— DIRECTIONS FOR THIS TASK —
Bring together every line in the data that includes "crate".

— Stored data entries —
//! Per-connection protocol logic, independent of the WebSocket plumbing.
//!
//! Signature checks for private and presence channels belong to the app
//! layer in front of the adapter; subscriptions are accepted as presented.

use serde_json::Value;
use std::sync::Arc;

use crate::domain::{ChannelKind, PresenceMember, Socket, UserData};
use crate::ports::{AdapterError, ConnectionAdapter};

use super::messages::{self, ClientMessage, SubscribeRequest};

/// Pusher error code for a refused subscription.
const INVALID_CHANNEL_DATA_CODE: u16 = 4009;

/// Handles one client frame.
pub async fn handle_client_message(
    adapter: &dyn ConnectionAdapter,
    socket: &Arc<Socket>,
    message: ClientMessage,
) -> Result<(), AdapterError> {
    match message {
        ClientMessage::Ping => {
            reply(socket, &messages::pong());
            Ok(())
        }
        ClientMessage::Subscribe(request) => {
            let channel = request.channel.clone();
            let result = subscribe(adapter, socket, request).await;
            if let Err(e) = &result {
                reply(socket, &messages::subscription_error(&channel, 500, &e.to_string()));
            }
            result
        }
        ClientMessage::Unsubscribe { channel } => unsubscribe(adapter, socket, &channel).await,
        ClientMessage::ClientEvent {
            event,
            channel,
            data,
        } => relay_client_event(adapter, socket, &event, &channel, data).await,
    }
}

/// Subscribes a socket. Presence subscriptions announce the member to the
/// rest of the cluster when the user was not in the channel yet.
pub async fn subscribe(
    adapter: &dyn ConnectionAdapter,
    socket: &Arc<Socket>,
    request: SubscribeRequest,
) -> Result<(), AdapterError> {
    let app_id = socket.app_id().clone();
    let channel = request.channel;

    if ChannelKind::of(&channel) != ChannelKind::Presence {
        adapter
            .add_to_channel(&app_id, &channel, socket.clone())
            .await?;
        reply(socket, &messages::subscription_succeeded(&channel));
        return Ok(());
    }

    let member = match request
        .channel_data
        .as_deref()
        .and_then(messages::parse_channel_data)
    {
        Some(member) => member,
        None => {
            reply(
                socket,
                &messages::error(
                    Some(INVALID_CHANNEL_DATA_CODE),
                    "Presence channels need channel_data with a user_id.",
                ),
            );
            return Ok(());
        }
    };

    let already_present = adapter
        .get_channel_members(&app_id, &channel, false)
        .await?
        .contains_key(&member.user_id);

    socket.set_presence(&channel, member.clone()).await;
    if socket.user().await.is_none() {
        socket
            .set_user(Some(UserData {
                id: member.user_id.clone(),
                user_info: member.user_info.clone(),
            }))
            .await;
        adapter.add_user(socket.clone()).await?;
    }
    adapter
        .add_to_channel(&app_id, &channel, socket.clone())
        .await?;

    let mut members = adapter.get_channel_members(&app_id, &channel, false).await?;
    members.insert(member.user_id.clone(), member.user_info.clone());
    reply(
        socket,
        &messages::presence_subscription_succeeded(&channel, &members),
    );

    if !already_present {
        adapter
            .send(
                &app_id,
                &channel,
                messages::member_added(&channel, &member),
                Some(socket.id()),
            )
            .await?;
    }
    Ok(())
}

/// Unsubscribes a socket. Leaving a presence channel announces the member's
/// departure once none of the user's connections remain in it.
pub async fn unsubscribe(
    adapter: &dyn ConnectionAdapter,
    socket: &Arc<Socket>,
    channel: &str,
) -> Result<(), AdapterError> {
    let app_id = socket.app_id().clone();
    adapter
        .remove_from_channel(&app_id, channel, socket.id())
        .await?;

    if let Some(member) = socket.clear_presence(channel).await {
        announce_departure(adapter, socket, channel, &member).await?;
    }
    Ok(())
}

async fn announce_departure(
    adapter: &dyn ConnectionAdapter,
    socket: &Socket,
    channel: &str,
    member: &PresenceMember,
) -> Result<(), AdapterError> {
    let members = adapter
        .get_channel_members(socket.app_id(), channel, false)
        .await?;
    if !members.contains_key(&member.user_id) {
        adapter
            .send(
                socket.app_id(),
                channel,
                messages::member_removed(channel, &member.user_id),
                Some(socket.id()),
            )
            .await?;
    }
    Ok(())
}

/// Relays a `client-*` event to the channel's other subscribers. Only
/// authenticated channels the socket joined accept client events.
async fn relay_client_event(
    adapter: &dyn ConnectionAdapter,
    socket: &Socket,
    event: &str,
    channel: &str,
    data: Value,
) -> Result<(), AdapterError> {
    let app_id = socket.app_id();
    if !ChannelKind::of(channel).requires_auth()
        || !adapter
            .is_in_channel(app_id, channel, socket.id(), true)
            .await?
    {
        tracing::debug!(
            socket_id = %socket.id(),
            channel,
            "Ignoring client event outside a joined private channel"
        );
        return Ok(());
    }

    let user_id = match ChannelKind::of(channel) {
        ChannelKind::Presence => socket.presence_for(channel).await.map(|m| m.user_id),
        _ => None,
    };
    let message = messages::client_event(event, channel, &data, user_id.as_deref());
    adapter.send(app_id, channel, message, Some(socket.id())).await
}

/// Removes every trace of a closed connection.
pub async fn cleanup(adapter: &dyn ConnectionAdapter, socket: &Arc<Socket>) {
    let app_id = socket.app_id().clone();
    let channels = socket.subscribed_channels().await;

    let (presence, plain): (Vec<String>, Vec<String>) = channels
        .into_iter()
        .partition(|channel| ChannelKind::of(channel) == ChannelKind::Presence);

    for channel in &presence {
        if let Err(e) = unsubscribe(adapter, socket, channel).await {
            tracing::warn!(
                socket_id = %socket.id(),
                channel = %channel,
                "Presence cleanup failed: {}",
                e
            );
        }
    }

    let result = async {
        adapter
            .remove_from_channels(&app_id, &plain, socket.id())
            .await?;
        adapter.remove_user(socket).await?;
        adapter.remove_socket(&app_id, socket.id()).await?;
        Ok::<_, AdapterError>(())
    }
    .await;

    if let Err(e) = result {
        tracing::warn!(socket_id = %socket.id(), "Connection cleanup failed: {}", e);
    }
}

/// Queues a frame; a full or closed outbox only costs this one frame.
fn reply(socket: &Socket, message: &Value) {
    if let Err(e) = socket.send_json(message) {
        tracing::debug!("Dropping reply: {}", e);
    }
}

#[cfg(test)]
mod tests {
    use super::*;
    use crate::adapters::local::LocalAdapter;
    use crate::domain::{AppId, Frame, Outbox, SocketId};

    fn socket(id: &str) -> (Arc<Socket>, Outbox) {
        let (socket, rx) = Socket::with_outbox(SocketId::new(id), AppId::from("app"), 16);
        (Arc::new(socket), rx)
    }

    fn next_json(rx: &mut Outbox) -> Value {
        match rx.try_recv() {
            Ok(Frame::Text(text)) => serde_json::from_str(&text).unwrap(),
            other => panic!("unexpected frame {:?}", other),
        }
    }

    fn presence_request(channel: &str, user_id: &str) -> SubscribeRequest {
        SubscribeRequest {
            channel: channel.into(),
            auth: None,
            channel_data: Some(format!(r#"{{"user_id":"{user_id}","user_info":"{user_id}"}}"#)),
        }
    }

    #[tokio::test]
    async fn ping_gets_pong() {
        let adapter = LocalAdapter::new();
        let (s, mut rx) = socket("1.1");
        handle_client_message(&adapter, &s, ClientMessage::Ping)
            .await
            .unwrap();
        assert_eq!(next_json(&mut rx)["event"], "pusher:pong");
    }

    #[tokio::test]
    async fn presence_join_announces_new_member_only() {
        let adapter = LocalAdapter::new();
        let app = AppId::from("app");
        let (a, mut rx_a) = socket("1.1");
        let (b, mut rx_b) = socket("1.2");
        adapter.add_socket(&app, a.clone()).await.unwrap();
        adapter.add_socket(&app, b.clone()).await.unwrap();

        subscribe(&adapter, &a, presence_request("presence-x", "1"))
            .await
            .unwrap();
        assert_eq!(
            next_json(&mut rx_a)["event"],
            "pusher_internal:subscription_succeeded"
        );

        subscribe(&adapter, &b, presence_request("presence-x", "2"))
            .await
            .unwrap();
        let added = next_json(&mut rx_a);
        assert_eq!(added["event"], "pusher_internal:member_added");

        let confirmed = next_json(&mut rx_b);
        let data: Value = serde_json::from_str(confirmed["data"].as_str().unwrap()).unwrap();
        assert_eq!(data["presence"]["count"], 2);
        assert!(b.user().await.is_some());
    }

    #[tokio::test]
    async fn presence_without_channel_data_is_refused() {
        let adapter = LocalAdapter::new();
        let (s, mut rx) = socket("1.1");
        let request = SubscribeRequest {
            channel: "presence-x".into(),
            auth: None,
            channel_data: None,
        };
        subscribe(&adapter, &s, request).await.unwrap();
        assert_eq!(next_json(&mut rx)["event"], "pusher:error");
        assert!(s.subscribed_channels().await.is_empty());
    }

    #[tokio::test]
    async fn cleanup_announces_departure_and_forgets_socket() {
        let adapter = LocalAdapter::new();
        let app = AppId::from("app");
        let (a, _rx_a) = socket("1.1");
        let (b, mut rx_b) = socket("1.2");
        adapter.add_socket(&app, a.clone()).await.unwrap();
        adapter.add_socket(&app, b.clone()).await.unwrap();
        subscribe(&adapter, &a, presence_request("presence-x", "1"))
            .await
            .unwrap();
        subscribe(&adapter, &b, presence_request("presence-x", "2"))
            .await
            .unwrap();
        let _ = next_json(&mut rx_b);

        cleanup(&adapter, &a).await;

        assert_eq!(
            next_json(&mut rx_b)["event"],
            "pusher_internal:member_removed"
        );
        assert_eq!(adapter.get_sockets_count(&app, true).await.unwrap(), 1);
        assert!(adapter
            .get_user_sockets(&app, "1")
            .await
            .unwrap()
            .is_empty());
    }

    #[tokio::test]
    async fn client_events_skip_sender_and_public_channels() {
        let adapter = LocalAdapter::new();
        let app = AppId::from("app");
        let (a, mut rx_a) = socket("1.1");
        let (b, mut rx_b) = socket("1.2");
        for s in [&a, &b] {
            adapter.add_socket(&app, s.clone()).await.unwrap();
            adapter
                .add_to_channel(&app, "private-room", s.clone())
                .await
                .unwrap();
            adapter.add_to_channel(&app, "room", s.clone()).await.unwrap();
        }

        let event = ClientMessage::ClientEvent {
            event: "client-typing".into(),
            channel: "private-room".into(),
            data: serde_json::json!({"typing": true}),
        };
        handle_client_message(&adapter, &a, event).await.unwrap();
        assert_eq!(next_json(&mut rx_b)["event"], "client-typing");
        assert!(rx_a.try_recv().is_err());

        let public = ClientMessage::ClientEvent {
            event: "client-typing".into(),
            channel: "room".into(),
            data: Value::Null,
        };
        handle_client_message(&adapter, &a, public).await.unwrap();
        assert!(rx_b.try_recv().is_err());
    }
}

— OUTPUT FOR THIS EXERCISE —
use crate::domain::{ChannelKind, PresenceMember, Socket, UserData};
use crate::ports::{AdapterError, ConnectionAdapter};
    use crate::adapters::local::LocalAdapter;
    use crate::domain::{AppId, Frame, Outbox, SocketId};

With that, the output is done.